An example network consisting of 4 ARs and an FSPF backbone
consisting of 3 links is given in Fig. 5. There is no restriction
in adding other links to this network as needed. The connection
between BSWs below may in fact form a fully connected mesh.
_______ _______
| | | |
| AR #1 |_____ _____| AR #4 |
|_______| | | |_______|
___|___ ___|___
| BSW 1 |---------------------| BSW 4 |
|_______| |_______|
___|___ _______
| BSW 2 |---------------------| BSW 3 |
|_______| |_______|
___ ___ | | _______
| | | | | |
| AR #2 |----- -----| AR #3 |
|_______| |_______|
Note:
BSW 1 knows it is connected to BSWs 2 and 4;
BSW 2 knows it is connected to BSWs 1 and 3;
BSW 4 knows it is connected to BSWs 1.
Fig. 5 Example Network showing FSPF Backbone Switching Architecture
An FCIP device provides a single logical interface to the FSPF-
backbone protocol connecting multiple BSW neighbors on the IP
network.

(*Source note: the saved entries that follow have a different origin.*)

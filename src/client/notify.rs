//! Server-initiated notifications
//!
//! The receive loop publishes into an unbounded channel and moves on. A
//! dispatcher task delivers each notification, in arrival order, to every
//! registered handler. A panicking handler is logged and skipped; it cannot
//! stall correlation or starve the other handlers.

use crate::error::NtStatus;
use crate::protocol::messages::common::FileId;
use crate::protocol::messages::oplock::{Smb2LeaseBreak, Smb2OplockBreak};
use parking_lot::RwLock;
use std::panic::{catch_unwind, AssertUnwindSafe};
use std::sync::Arc;
use tokio::sync::mpsc;
use tracing::{error, trace};

/// Notification kinds delivered to handlers
#[derive(Debug, Clone, PartialEq, Eq)]
pub enum Notification {
    /// A CREATE request was sent; lets handlers tie later events to a path
    AsyncCreateRequest { message_id: u64, path: String },
    /// A CREATE response arrived
    AsyncCreateResponse {
        message_id: u64,
        status: NtStatus,
        file_id: Option<FileId>,
    },
    OplockBreak(Smb2OplockBreak),
    LeaseBreak(Smb2LeaseBreak),
}

/// Handler capability set. Every method defaults to doing nothing, so an
/// implementation overrides only what it needs.
pub trait NotificationHandler: Send + Sync + 'static {
    fn on_async_create_request(&self, _message_id: u64, _path: &str) {}

    fn on_async_create_response(
        &self,
        _message_id: u64,
        _status: NtStatus,
        _file_id: Option<FileId>,
    ) {
    }

    fn on_oplock_break(&self, _notification: &Smb2OplockBreak) {}

    fn on_lease_break(&self, _notification: &Smb2LeaseBreak) {}
}

fn deliver(handler: &dyn NotificationHandler, notification: &Notification) {
    match notification {
        Notification::AsyncCreateRequest { message_id, path } => {
            handler.on_async_create_request(*message_id, path)
        }
        Notification::AsyncCreateResponse {
            message_id,
            status,
            file_id,
        } => handler.on_async_create_response(*message_id, *status, *file_id),
        Notification::OplockBreak(notification) => handler.on_oplock_break(notification),
        Notification::LeaseBreak(notification) => handler.on_lease_break(notification),
    }
}

type HandlerList = Arc<RwLock<Vec<Arc<dyn NotificationHandler>>>>;

/// Per-connection event bus
pub struct NotificationBus {
    sender: mpsc::UnboundedSender<Notification>,
    handlers: HandlerList,
}

impl NotificationBus {
    /// Create the bus and spawn its dispatcher on the current runtime
    pub fn start() -> Self {
        let (sender, receiver) = mpsc::unbounded_channel();
        let handlers: HandlerList = Arc::new(RwLock::new(Vec::new()));
        tokio::spawn(dispatch(receiver, Arc::clone(&handlers)));
        Self { sender, handlers }
    }

    pub fn subscribe(&self, handler: Arc<dyn NotificationHandler>) {
        self.handlers.write().push(handler);
    }

    pub fn handler_count(&self) -> usize {
        self.handlers.read().len()
    }

    /// Queue a notification; never blocks
    pub fn publish(&self, notification: Notification) {
        trace!("Publishing {:?}", notification);
        if self.sender.send(notification).is_err() {
            trace!("Notification dispatcher has stopped");
        }
    }
}

impl std::fmt::Debug for NotificationBus {
    fn fmt(&self, f: &mut std::fmt::Formatter<'_>) -> std::fmt::Result {
        f.debug_struct("NotificationBus")
            .field("handlers", &self.handler_count())
            .finish()
    }
}

async fn dispatch(mut receiver: mpsc::UnboundedReceiver<Notification>, handlers: HandlerList) {
    while let Some(notification) = receiver.recv().await {
        let snapshot: Vec<Arc<dyn NotificationHandler>> = handlers.read().clone();
        for handler in snapshot {
            let outcome = catch_unwind(AssertUnwindSafe(|| deliver(handler.as_ref(), &notification)));
            if outcome.is_err() {
                error!("Notification handler panicked on {:?}", notification);
            }
        }
    }
    trace!("Notification dispatcher finished");
}
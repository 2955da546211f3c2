//! Outgoing request description

use crate::protocol::messages::common::SmbMessage;
use crate::protocol::smb2_constants::{Smb2Command, Smb2HeaderFlags};
use std::time::Duration;

/// A command body plus the header fields the caller controls. Message id,
/// credits and signature are filled in by the connection.
#[derive(Debug, Clone)]
pub struct Request {
    pub command: Smb2Command,
    pub body: Vec<u8>,
    pub session_id: u64,
    pub tree_id: u32,
    pub flags: Smb2HeaderFlags,
    /// Largest response payload the caller expects; drives the credit charge
    pub expected_response_size: usize,
    /// Overrides the configured request timeout
    pub timeout: Option<Duration>,
    /// Path announced to notification handlers when a CREATE is sent
    pub create_path: Option<String>,
}

impl Request {
    pub fn new(command: Smb2Command, body: Vec<u8>) -> Self {
        Self {
            command,
            body,
            session_id: 0,
            tree_id: 0,
            flags: Smb2HeaderFlags::empty(),
            expected_response_size: 0,
            timeout: None,
            create_path: None,
        }
    }

    pub fn from_message<M: SmbMessage>(command: Smb2Command, message: &M) -> Self {
        Self::new(command, message.serialize())
    }

    pub fn with_session(mut self, session_id: u64) -> Self {
        self.session_id = session_id;
        self
    }

    pub fn with_tree(mut self, tree_id: u32) -> Self {
        self.tree_id = tree_id;
        self
    }

    pub fn with_flags(mut self, flags: Smb2HeaderFlags) -> Self {
        self.flags |= flags;
        self
    }

    pub fn expecting(mut self, response_size: usize) -> Self {
        self.expected_response_size = response_size;
        self
    }

    pub fn with_timeout(mut self, timeout: Duration) -> Self {
        self.timeout = Some(timeout);
        self
    }

    pub fn with_create_path(mut self, path: impl Into<String>) -> Self {
        self.create_path = Some(path.into());
        self
    }
}
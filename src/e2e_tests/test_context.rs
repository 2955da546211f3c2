//! Test context for end-to-end testing
//!
//! Wires a client connection to a [`MockServer`] over a loopback pipe and
//! brings both sides to a known state before a scenario starts.

use super::loopback::LoopbackTransport;
use super::mock_server::{KeyedAuthenticator, MockServer, TEST_SESSION_KEY};
use crate::client::{ClientConfig, Connection, Session};
use crate::protocol::smb2_constants::Smb2Dialect;
use std::time::Duration;

pub struct TestContext {
    pub connection: Connection,
    pub session: Option<Session>,
    server: Option<MockServer>,
}

impl TestContext {
    /// Connected but not negotiated
    pub fn new(config: ClientConfig, dialect: Smb2Dialect) -> Self {
        let (connection, end) = LoopbackTransport::connect(config).expect("loopback connect");
        Self {
            connection,
            session: None,
            server: Some(MockServer::new(end, dialect)),
        }
    }

    /// Negotiated at `dialect`
    pub async fn negotiated(dialect: Smb2Dialect) -> Self {
        let mut ctx = Self::new(ClientConfig::default(), dialect);
        let mut server = ctx.take_server();
        let script = tokio::spawn(async move {
            server.accept_negotiate().await;
            server
        });
        ctx.connection.negotiate().await.expect("negotiate");
        ctx.server = Some(script.await.expect("server script"));
        ctx
    }

    /// Negotiated with a signed session established after `rounds`
    /// challenge legs
    pub async fn established(dialect: Smb2Dialect, rounds: usize) -> Self {
        let mut ctx = Self::new(ClientConfig::default(), dialect);
        let mut server = ctx.take_server();
        let script = tokio::spawn(async move {
            server.handshake(rounds).await;
            server
        });
        ctx.connection.negotiate().await.expect("negotiate");
        let mut authenticator = KeyedAuthenticator::new(TEST_SESSION_KEY);
        let session = Session::establish(&ctx.connection, &mut authenticator)
            .await
            .expect("session setup");
        assert_eq!(authenticator.challenges, rounds);
        ctx.session = Some(session);
        ctx.server = Some(script.await.expect("server script"));
        ctx
    }

    /// Hand the server to a scenario script
    pub fn take_server(&mut self) -> MockServer {
        self.server.take().expect("server already taken")
    }

    pub fn session(&self) -> &Session {
        self.session.as_ref().expect("no session established")
    }
}

/// Poll `done` until it holds or about a second passes
pub async fn settle<F: Fn() -> bool>(done: F) {
    for _ in 0..200 {
        if done() {
            return;
        }
        tokio::time::sleep(Duration::from_millis(5)).await;
    }
}
//! Stream transports for SMB
//!
//! [`StreamTransport`] frames packets over any tokio byte stream;
//! [`TcpTransport`] dials a server over TCP and hands its socket to it.

use super::frame::{FrameHeader, FrameKind};
use super::{PacketReader, PacketWriter, SmbTransport};
use crate::error::{Error, Result};
use async_trait::async_trait;
use bytes::{Bytes, BytesMut};
use std::io::ErrorKind;
use std::net::SocketAddr;
use tokio::io::{AsyncRead, AsyncReadExt, AsyncWrite, AsyncWriteExt, ReadHalf, WriteHalf};
use tokio::net::TcpStream;
use tracing::{debug, trace};

/// Transport over an already-established byte stream
pub struct StreamTransport<S> {
    stream: Option<S>,
    remote_addr: Option<SocketAddr>,
}

impl<S> StreamTransport<S>
where
    S: AsyncRead + AsyncWrite + Send + Unpin + 'static,
{
    pub fn new(stream: S) -> Self {
        Self {
            stream: Some(stream),
            remote_addr: None,
        }
    }

    pub fn with_remote_addr(mut self, addr: SocketAddr) -> Self {
        self.remote_addr = Some(addr);
        self
    }
}

#[async_trait]
impl<S> SmbTransport for StreamTransport<S>
where
    S: AsyncRead + AsyncWrite + Send + Unpin + 'static,
{
    async fn connect(&mut self, _addr: SocketAddr) -> Result<()> {
        if self.stream.is_some() {
            Ok(())
        } else {
            Err(Error::InvalidState(
                "stream transport cannot reconnect".to_string(),
            ))
        }
    }

    fn is_connected(&self) -> bool {
        self.stream.is_some()
    }

    fn remote_addr(&self) -> Option<SocketAddr> {
        self.remote_addr
    }

    fn into_split(self: Box<Self>) -> Result<(Box<dyn PacketReader>, Box<dyn PacketWriter>)> {
        let stream = self
            .stream
            .ok_or_else(|| Error::InvalidState("Not connected".to_string()))?;
        let (reader, writer) = split_framed(stream);
        Ok((Box::new(reader), Box::new(writer)))
    }
}

/// Split a byte stream into framed halves
pub fn split_framed<S>(stream: S) -> (FramedReader<ReadHalf<S>>, FramedWriter<WriteHalf<S>>)
where
    S: AsyncRead + AsyncWrite + Send + Unpin,
{
    let (read, write) = tokio::io::split(stream);
    (FramedReader::new(read), FramedWriter::new(write))
}

/// Reads direct-TCP frames from a byte stream
pub struct FramedReader<R> {
    inner: R,
}

impl<R: AsyncRead + Send + Unpin> FramedReader<R> {
    pub fn new(inner: R) -> Self {
        Self { inner }
    }

    pub async fn read_frame(&mut self) -> Result<Option<Bytes>> {
        loop {
            let mut header = [0u8; FrameHeader::SIZE];
            match self.inner.read_exact(&mut header).await {
                Ok(_) => {}
                // Clean end of stream only between frames
                Err(e) if e.kind() == ErrorKind::UnexpectedEof => return Ok(None),
                Err(e) => return Err(e.into()),
            }

            let header = FrameHeader::parse(header)?;
            if header.kind == FrameKind::Keepalive {
                trace!("Skipping session keepalive");
                continue;
            }

            let mut body = BytesMut::zeroed(header.length as usize);
            self.inner.read_exact(&mut body).await.map_err(|e| {
                Error::TransportFailure(format!(
                    "stream ended inside a {}-byte frame: {}",
                    header.length, e
                ))
            })?;
            return Ok(Some(body.freeze()));
        }
    }
}

#[async_trait]
impl<R: AsyncRead + Send + Unpin> PacketReader for FramedReader<R> {
    async fn read_packet(&mut self) -> Result<Option<Bytes>> {
        self.read_frame().await
    }
}

/// Writes direct-TCP frames to a byte stream
pub struct FramedWriter<W> {
    inner: W,
    connected: bool,
}

impl<W: AsyncWrite + Send + Unpin> FramedWriter<W> {
    pub fn new(inner: W) -> Self {
        Self {
            inner,
            connected: true,
        }
    }

    pub async fn write_frame(&mut self, packet: &[u8]) -> Result<()> {
        if !self.connected {
            return Err(Error::TransportFailure("Not connected".to_string()));
        }
        let header = FrameHeader::message(packet.len())?;
        self.inner.write_all(&header.to_bytes()).await?;
        self.inner.write_all(packet).await?;
        self.inner.flush().await?;
        Ok(())
    }
}

#[async_trait]
impl<W: AsyncWrite + Send + Unpin> PacketWriter for FramedWriter<W> {
    async fn write_packet(&mut self, packet: Bytes) -> Result<()> {
        self.write_frame(&packet).await
    }

    async fn disconnect(&mut self) -> Result<()> {
        if self.connected {
            self.connected = false;
            self.inner.shutdown().await?;
        }
        Ok(())
    }

    fn is_connected(&self) -> bool {
        self.connected
    }
}

/// TCP transport for SMB protocol
pub struct TcpTransport {
    stream: Option<TcpStream>,
    remote_addr: Option<SocketAddr>,
}

impl TcpTransport {
    /// Create a new, unconnected TCP transport
    pub fn new() -> Self {
        Self {
            stream: None,
            remote_addr: None,
        }
    }

    /// Create a TCP transport from an existing stream
    pub fn from_stream(stream: TcpStream) -> Self {
        let remote_addr = stream.peer_addr().ok();
        Self {
            stream: Some(stream),
            remote_addr,
        }
    }
}

impl Default for TcpTransport {
    fn default() -> Self {
        Self::new()
    }
}

#[async_trait]
impl SmbTransport for TcpTransport {
    async fn connect(&mut self, addr: SocketAddr) -> Result<()> {
        let stream = TcpStream::connect(addr).await?;
        stream.set_nodelay(true)?;
        debug!("Connected to {}", addr);
        self.remote_addr = Some(stream.peer_addr()?);
        self.stream = Some(stream);
        Ok(())
    }

    fn is_connected(&self) -> bool {
        self.stream.is_some()
    }

    fn remote_addr(&self) -> Option<SocketAddr> {
        self.remote_addr
    }

    fn into_split(self: Box<Self>) -> Result<(Box<dyn PacketReader>, Box<dyn PacketWriter>)> {
        let stream = self
            .stream
            .ok_or_else(|| Error::InvalidState("Not connected".to_string()))?;
        let (read, write) = stream.into_split();
        Ok((
            Box::new(FramedReader::new(read)),
            Box::new(FramedWriter::new(write)),
        ))
    }
}
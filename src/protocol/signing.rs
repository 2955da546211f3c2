//! Message signing
//!
//! The signature covers the whole packet with the signature field zeroed and
//! the `SIGNED` flag set. The MAC primitive is selected per dialect behind
//! [`SigningAlgorithm`]; framing code only sees [`SigningContext`].

use super::smb2_constants::{header_offsets, SigningAlgorithmId, Smb2Dialect, Smb2HeaderFlags};
use crate::error::{Error, Result};
use aes::Aes128;
use cmac::Cmac;
use hmac::{Hmac, Mac};
use sha2::Sha256;
use std::fmt;

type HmacSha256 = Hmac<Sha256>;

/// Length of the signature field and of derived signing keys
pub const SIGNATURE_SIZE: usize = 16;

const SIG_START: usize = header_offsets::SIGNATURE;
const SIG_END: usize = header_offsets::SIGNATURE + header_offsets::SIGNATURE_LEN;

/// A keyed MAC over a whole packet
pub trait SigningAlgorithm: Send + Sync + fmt::Debug {
    fn name(&self) -> &'static str;

    /// MAC over `data`, truncated to the 16-byte signature
    fn compute(&self, data: &[u8]) -> Result<[u8; SIGNATURE_SIZE]>;
}

/// HMAC-SHA256 keyed with the session key (SMB 2.0.2 and 2.1)
pub struct HmacSha256Signer {
    key: Vec<u8>,
}

impl HmacSha256Signer {
    pub fn new(key: &[u8]) -> Self {
        Self { key: key.to_vec() }
    }
}

impl fmt::Debug for HmacSha256Signer {
    fn fmt(&self, f: &mut fmt::Formatter<'_>) -> fmt::Result {
        f.debug_struct("HmacSha256Signer").finish_non_exhaustive()
    }
}

impl SigningAlgorithm for HmacSha256Signer {
    fn name(&self) -> &'static str {
        "HMAC-SHA256"
    }

    fn compute(&self, data: &[u8]) -> Result<[u8; SIGNATURE_SIZE]> {
        let mut mac = HmacSha256::new_from_slice(&self.key)
            .map_err(|e| Error::SigningError(format!("HMAC key: {}", e)))?;
        mac.update(data);
        let digest = mac.finalize().into_bytes();
        let mut out = [0u8; SIGNATURE_SIZE];
        out.copy_from_slice(&digest[..SIGNATURE_SIZE]);
        Ok(out)
    }
}

/// AES-128-CMAC keyed with a derived signing key (SMB 3.x)
pub struct AesCmacSigner {
    key: [u8; SIGNATURE_SIZE],
}

impl AesCmacSigner {
    pub fn new(key: [u8; SIGNATURE_SIZE]) -> Self {
        Self { key }
    }
}

impl fmt::Debug for AesCmacSigner {
    fn fmt(&self, f: &mut fmt::Formatter<'_>) -> fmt::Result {
        f.debug_struct("AesCmacSigner").finish_non_exhaustive()
    }
}

impl SigningAlgorithm for AesCmacSigner {
    fn name(&self) -> &'static str {
        "AES-128-CMAC"
    }

    fn compute(&self, data: &[u8]) -> Result<[u8; SIGNATURE_SIZE]> {
        let mut mac = <Cmac<Aes128> as Mac>::new_from_slice(&self.key)
            .map_err(|e| Error::SigningError(format!("CMAC key: {}", e)))?;
        mac.update(data);
        let tag = mac.finalize().into_bytes();
        let mut out = [0u8; SIGNATURE_SIZE];
        out.copy_from_slice(&tag[..SIGNATURE_SIZE]);
        Ok(out)
    }
}

/// Active signing state for one session
#[derive(Debug)]
pub struct SigningContext {
    algorithm: Box<dyn SigningAlgorithm>,
}

impl SigningContext {
    pub fn new(algorithm: Box<dyn SigningAlgorithm>) -> Self {
        Self { algorithm }
    }

    /// Build the context a dialect prescribes from an authenticated session key.
    ///
    /// `preauth_hash` is required for 3.1.1 and ignored otherwise.
    pub fn for_dialect(
        dialect: Smb2Dialect,
        signing_algorithm: SigningAlgorithmId,
        session_key: &[u8],
        preauth_hash: Option<&[u8]>,
    ) -> Result<Self> {
        if session_key.is_empty() {
            return Err(Error::SigningError("empty session key".to_string()));
        }
        if !dialect.is_smb3() {
            return Ok(Self::new(Box::new(HmacSha256Signer::new(session_key))));
        }

        let key = if dialect.uses_preauth_integrity() {
            let context = preauth_hash.ok_or_else(|| {
                Error::SigningError("3.1.1 signing requires a preauth hash".to_string())
            })?;
            derive_key(session_key, b"SMBSigningKey\0", context)?
        } else {
            derive_key(session_key, b"SMB2AESCMAC\0", b"SmbSign\0")?
        };

        match signing_algorithm {
            SigningAlgorithmId::AesCmac => Ok(Self::new(Box::new(AesCmacSigner::new(key)))),
            other => Err(Error::SigningError(format!(
                "signing algorithm {:?} is not supported",
                other
            ))),
        }
    }

    pub fn algorithm_name(&self) -> &'static str {
        self.algorithm.name()
    }

    /// Sign a serialized packet in place
    pub fn sign(&self, packet: &mut [u8]) -> Result<()> {
        if packet.len() < SIG_END {
            return Err(Error::SigningError(format!(
                "packet of {} bytes is too short to sign",
                packet.len()
            )));
        }
        let flags_at = header_offsets::FLAGS;
        let flags = u32::from_le_bytes([
            packet[flags_at],
            packet[flags_at + 1],
            packet[flags_at + 2],
            packet[flags_at + 3],
        ]) | Smb2HeaderFlags::SIGNED.bits();
        packet[flags_at..flags_at + 4].copy_from_slice(&flags.to_le_bytes());
        packet[SIG_START..SIG_END].fill(0);

        let signature = self.algorithm.compute(packet)?;
        packet[SIG_START..SIG_END].copy_from_slice(&signature);
        Ok(())
    }

    /// Check the signature embedded in a received packet
    pub fn verify(&self, packet: &[u8]) -> Result<bool> {
        if packet.len() < SIG_END {
            return Ok(false);
        }
        let mut scratch = packet.to_vec();
        scratch[SIG_START..SIG_END].fill(0);
        let expected = self.algorithm.compute(&scratch)?;
        Ok(constant_time_eq(&expected, &packet[SIG_START..SIG_END]))
    }
}

/// SP800-108 counter-mode KDF with HMAC-SHA256, one 128-bit output block
pub fn derive_key(key: &[u8], label: &[u8], context: &[u8]) -> Result<[u8; SIGNATURE_SIZE]> {
    // Key derivation uses only the first 16 bytes of the session key
    let mut ki = [0u8; SIGNATURE_SIZE];
    let take = key.len().min(SIGNATURE_SIZE);
    ki[..take].copy_from_slice(&key[..take]);

    let mut mac = HmacSha256::new_from_slice(&ki)
        .map_err(|e| Error::SigningError(format!("KDF key: {}", e)))?;
    mac.update(&1u32.to_be_bytes());
    mac.update(label);
    mac.update(&[0u8]);
    mac.update(context);
    mac.update(&128u32.to_be_bytes());
    let digest = mac.finalize().into_bytes();

    let mut out = [0u8; SIGNATURE_SIZE];
    out.copy_from_slice(&digest[..SIGNATURE_SIZE]);
    Ok(out)
}

/// Compare without an early exit on the first differing byte
pub fn constant_time_eq(a: &[u8], b: &[u8]) -> bool {
    if a.len() != b.len() {
        return false;
    }
    a.iter().zip(b).fold(0u8, |acc, (x, y)| acc | (x ^ y)) == 0
}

From the FSPF-backbone routing point of view, the
connection to each neighbor on the IP network is treated as a
separate logical FC link.
In FCIP, the native FC frames are first encapsulated in TCP
segments which then traverse the IP-based network. The IP network
provides a new transport path for each emulated FSPF-backbone
link.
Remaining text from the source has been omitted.